Data records:

..........

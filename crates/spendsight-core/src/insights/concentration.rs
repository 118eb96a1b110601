//! Top-category concentration

use crate::config::AnalyzerConfig;
use crate::error::Result;
use crate::preprocess::Snapshot;

use super::engine::Detector;
use super::types::{Insight, InsightKind};

/// Emits a tip when a single category accounts for more than the
/// concentration threshold of last-30-days spend.
pub struct TopCategoryDetector;

/// Fixed per-category suggestions for the concentration tip.
fn suggestion_for(category: &str) -> &'static str {
    match category {
        "Food" => "Meal planning and batch cooking usually cut food spend fastest",
        "Dining" => "Swapping a few restaurant meals for home cooking adds up quickly",
        "Entertainment" => "Check for overlapping subscriptions or unused memberships",
        "Shopping" => "A 24-hour rule on non-essential purchases curbs impulse buys",
        "Transport" => "Compare ride-hailing against a monthly transit pass",
        "Coffee" => "Brewing at home a few days a week is an easy win",
        _ => "Reviewing the biggest transactions in this category is a good place to start",
    }
}

impl Detector for TopCategoryDetector {
    fn id(&self) -> &'static str {
        "top_category"
    }

    fn name(&self) -> &'static str {
        "Top Category"
    }

    fn detect(&self, snapshot: &Snapshot, config: &AnalyzerConfig) -> Result<Vec<Insight>> {
        let total = snapshot.totals.last_30_days;
        if total <= 0.0 {
            return Ok(vec![]);
        }

        // Deterministic winner: ties resolve to the lexicographically first
        let mut categories: Vec<&String> = snapshot.category_totals.last_30_days.keys().collect();
        categories.sort();
        let mut top: Option<(&String, f64)> = None;
        for category in categories {
            let spend = snapshot.category_totals.last_30_days[category];
            if top.map_or(true, |(_, best)| spend > best) {
                top = Some((category, spend));
            }
        }

        let Some((category, spend)) = top else {
            return Ok(vec![]);
        };
        let category = category.clone();
        let share = spend / total * 100.0;
        if share <= config.concentration_percent {
            return Ok(vec![]);
        }

        Ok(vec![Insight::new(
            InsightKind::Tip,
            format!("{} dominates your spending", category),
            format!(
                "{} is {:.0}% of the last 30 days ({:.0}). {}",
                category,
                share,
                spend,
                suggestion_for(&category)
            ),
        )
        .with_category(category)
        .with_value(spend)
        .with_change(share)])
    }
}

#[cfg(test)]
mod tests {
    use super::*;
    use crate::models::Transaction;
    use crate::preprocess::preprocess;
    use chrono::NaiveDate;

    fn tx(date: &str, category: &str, amount: f64) -> Transaction {
        Transaction::new(
            date.parse().unwrap(),
            "Shop",
            Some(category.to_string()),
            amount,
        )
    }

    fn now() -> NaiveDate {
        NaiveDate::from_ymd_opt(2026, 8, 20).unwrap()
    }

    #[test]
    fn test_concentration_tip() {
        let txs = vec![
            tx("2026-08-05", "Food", 3_000_000.0),
            tx("2026-08-10", "Transport", 1_000_000.0),
            tx("2026-08-12", "Fun", 500_000.0),
        ];
        let snapshot = preprocess(&txs, now());
        let insights = TopCategoryDetector
            .detect(&snapshot, &AnalyzerConfig::default())
            .unwrap();

        assert_eq!(insights.len(), 1);
        assert_eq!(insights[0].kind, InsightKind::Tip);
        assert_eq!(insights[0].category.as_deref(), Some("Food"));
        // 3M of 4.5M ≈ 67%
        assert!(insights[0].change.unwrap() > 40.0);
        assert!(insights[0].description.contains("Meal planning"));
    }

    #[test]
    fn test_unmapped_category_gets_generic_suggestion() {
        let txs = vec![tx("2026-08-05", "Falconry", 3_000_000.0)];
        let snapshot = preprocess(&txs, now());
        let insights = TopCategoryDetector
            .detect(&snapshot, &AnalyzerConfig::default())
            .unwrap();
        assert_eq!(insights.len(), 1);
        assert!(insights[0].description.contains("biggest transactions"));
    }

    #[test]
    fn test_balanced_categories_are_quiet() {
        let txs = vec![
            tx("2026-08-05", "Food", 1_000_000.0),
            tx("2026-08-10", "Transport", 1_000_000.0),
            tx("2026-08-12", "Fun", 1_000_000.0),
        ];
        let snapshot = preprocess(&txs, now());
        assert!(TopCategoryDetector
            .detect(&snapshot, &AnalyzerConfig::default())
            .unwrap()
            .is_empty());
    }
}
//! Full analysis report command

use std::path::Path;

use anyhow::Result;
use spendsight_core::SpendingAnalyzer;

use super::budgets::{print_alerts, print_predictions};
use super::input::{load_budgets, load_transactions, resolve_as_of};
use super::insights::print_insights;
use super::recurring::print_patterns;

pub fn cmd_report(
    file: &Path,
    budgets: Option<&Path>,
    as_of: Option<&str>,
    json: bool,
) -> Result<()> {
    let transactions = load_transactions(file)?;
    let budgets = match budgets {
        Some(path) => load_budgets(path)?,
        None => Vec::new(),
    };
    let now = resolve_as_of(as_of)?;
    let report = SpendingAnalyzer::new().analyze(&transactions, &budgets, now);

    if json {
        println!("{}", serde_json::to_string_pretty(&report)?);
        return Ok(());
    }

    println!();
    println!(
        "Spending report as of {} ({} transactions)",
        now, report.meta.count
    );

    print_patterns(&report.recurring);
    if !budgets.is_empty() {
        print_predictions(&report.predictions);
        print_alerts(&report.alerts);
    }
    print_insights(&report.insights);

    Ok(())
}
//! Unusually large single transactions

use crate::config::AnalyzerConfig;
use crate::error::Result;
use crate::models::Transaction;
use crate::preprocess::Snapshot;

use super::engine::Detector;
use super::types::{Insight, InsightKind};

/// Flags the largest transactions that exceed the outlier multiple of the
/// overall average amount, capped at the configured limit.
pub struct UnusualTransactionDetector;

impl Detector for UnusualTransactionDetector {
    fn id(&self) -> &'static str {
        "unusual_transaction"
    }

    fn name(&self) -> &'static str {
        "Unusual Transaction"
    }

    fn detect(&self, snapshot: &Snapshot, config: &AnalyzerConfig) -> Result<Vec<Insight>> {
        let average = snapshot.overall_average();
        if average <= 0.0 {
            return Ok(vec![]);
        }

        let threshold = average * config.outlier_multiplier;
        let mut outliers: Vec<&Transaction> = snapshot
            .merchants
            .values()
            .flat_map(|agg| agg.transactions.iter())
            .filter(|t| t.amount > threshold)
            .collect();

        // Largest first; date then merchant keep ties deterministic
        outliers.sort_by(|a, b| {
            b.amount
                .partial_cmp(&a.amount)
                .unwrap_or(std::cmp::Ordering::Equal)
                .then_with(|| a.date.cmp(&b.date))
                .then_with(|| a.merchant.cmp(&b.merchant))
        });
        outliers.truncate(config.outlier_limit);

        Ok(outliers
            .into_iter()
            .map(|t| {
                Insight::new(
                    InsightKind::Alert,
                    format!("Unusually large charge at {}", t.merchant),
                    format!(
                        "{:.0} at {} on {}, {:.1}x your {:.0} average",
                        t.amount,
                        t.merchant,
                        t.date,
                        t.amount / average,
                        average
                    ),
                )
                .with_category(t.category().to_string())
                .with_value(t.amount)
            })
            .collect())
    }
}

#[cfg(test)]
mod tests {
    use super::*;
    use crate::preprocess::preprocess;
    use chrono::NaiveDate;

    fn tx(date: &str, merchant: &str, amount: f64) -> Transaction {
        Transaction::new(date.parse().unwrap(), merchant, None, amount)
    }

    fn now() -> NaiveDate {
        NaiveDate::from_ymd_opt(2026, 8, 20).unwrap()
    }

    #[test]
    fn test_outliers_capped_at_three() {
        // Average pulled low by many small charges
        let mut txs: Vec<Transaction> = (1..=16)
            .map(|i| tx("2026-08-01", &format!("Shop {}", i), 50_000.0))
            .collect();
        txs.push(tx("2026-08-05", "Laptop Store", 8_000_000.0));
        txs.push(tx("2026-08-06", "Dentist", 4_000_000.0));
        txs.push(tx("2026-08-07", "Mechanic", 3_000_000.0));
        txs.push(tx("2026-08-08", "Vet", 2_000_000.0));

        let snapshot = preprocess(&txs, now());
        let insights = UnusualTransactionDetector
            .detect(&snapshot, &AnalyzerConfig::default())
            .unwrap();

        assert_eq!(insights.len(), 3);
        assert_eq!(insights[0].value, Some(8_000_000.0));
        assert!(insights[0].title.contains("Laptop Store"));
        assert_eq!(insights[1].value, Some(4_000_000.0));
        assert_eq!(insights[2].value, Some(3_000_000.0));
    }

    #[test]
    fn test_uniform_amounts_have_no_outliers() {
        let txs: Vec<Transaction> = (1..=10)
            .map(|i| tx("2026-08-01", &format!("Shop {}", i), 100_000.0))
            .collect();
        let snapshot = preprocess(&txs, now());
        assert!(UnusualTransactionDetector
            .detect(&snapshot, &AnalyzerConfig::default())
            .unwrap()
            .is_empty());
    }

    #[test]
    fn test_empty_input() {
        let snapshot = preprocess(&[], now());
        assert!(UnusualTransactionDetector
            .detect(&snapshot, &AnalyzerConfig::default())
            .unwrap()
            .is_empty());
    }
}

..........

REQUIREMENT:
Restate the data word for word. Begin at its first line, end at the line that contains "more than the", and include both.

FINAL ANSWER:
filename crates/spendsight-core/src/insights/concentration.rs
repository 118eb96a1b110601
//! Top-category concentration

use crate::config::AnalyzerConfig;
use crate::error::Result;
use crate::preprocess::Snapshot;

use super::engine::Detector;
use super::types::{Insight, InsightKind};

/// Emits a tip when a single category accounts for more than the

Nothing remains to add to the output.